This week’s five reads all ask you to question something you think you already know, about AI, about age, and about what makes a workplace work.
1️⃣ New Podcast Episode: The full story behind Dean’s driverless car moment in Nashville.
If you caught Dean van Leeuwen’s post last week about getting stuck in a driverless car in Nashville, the new episode of the Elephants in the Boardroom Podcast picks up where the story left off. Five minutes into the ride, a road worker started waving him down near some fresh asphalt, and the car had no idea what to do with a hand signal. It sat there for ten minutes until a human specialist logged in remotely and got it moving again.
On this episode, Dean and Graeme Codrington use the moment to make a bigger point. AI is capable, right up until a situation turns messy. Then you need humans in the lead, not humans watching from the loop. Have a listen here…
2️⃣ Keith Coats sat in silence for four hours to teach a room how to lead.
Keith Coats has an unusual way of teaching adaptive leadership. He puts a chair in the room, sits down, and stops talking. No instructions. No explanation. Only a chair and a room full of people figuring out what to do next. The longest he has held it is four hours. See his recent post on LinkedIn here.
Keith runs a workshop around this idea, called Invitational Leadership. It starts from one belief. There is a best in everyone, waiting for the right environment to bring it out.
3️⃣ More than half of workers would switch jobs for a pet-friendly office.

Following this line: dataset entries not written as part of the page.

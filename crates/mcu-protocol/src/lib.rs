//! Controller Unit Protocol Library
//!
//! This crate provides encoding and decoding for the 64-byte request/response
//! frames spoken by the controller unit of Seewo interactive boards.
//!
//! # Architecture
//!
//! - [`frame`]: the fixed frame layout and [`encode`]
//! - [`command`]: the request table ([`McuCommand`])
//! - [`decode`]: validators/decoders for each reply type
//! - [`stream`]: a streaming parser that recovers frames from raw reads
//!
//! # Example
//!
//! ```rust
//! use mcu_protocol::{decode, encode, FrameAssembler};
//!
//! let reply = encode(0x34, 0x0D, b"Seewo").unwrap();
//!
//! let mut assembler = FrameAssembler::new();
//! assembler.push_bytes(&[0x00, 0x42]);
//! assembler.push_bytes(reply.as_bytes());
//!
//! let frame = assembler.next_frame().unwrap();
//! assert_eq!(decode::decode_board_text(&frame).as_deref(), Some("Seewo"));
//! ```

pub mod command;
pub mod decode;
pub mod error;
pub mod frame;
pub mod stream;

pub use command::McuCommand;
pub use error::ProtocolError;
pub use frame::{encode, Frame, FRAME_LEN, MAX_PAYLOAD_LEN, SYNC_HEADER};
pub use stream::{AssemblerState, FrameAssembler};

Jude Foulston works from home with a dog and a cat by her side most days. After recording a recent Future Smart Parent episode with Laurelle Fry, a teacher who brings her dog to school, she started thinking about how workplaces handle pets. A recent Mars report surveyed more than 16,000 European workers. More than half would consider switching jobs for a pet-friendly employer.
Companies like Salesforce, Google and Ben and Jerry’s already allow it. Jude is not suggesting fifty dogs turn up on Monday morning. She is suggesting a small experiment worth trying. Read her full LinkedIn article here…
4️⃣ A woman smoked 170,000 cigarettes and lived to 102.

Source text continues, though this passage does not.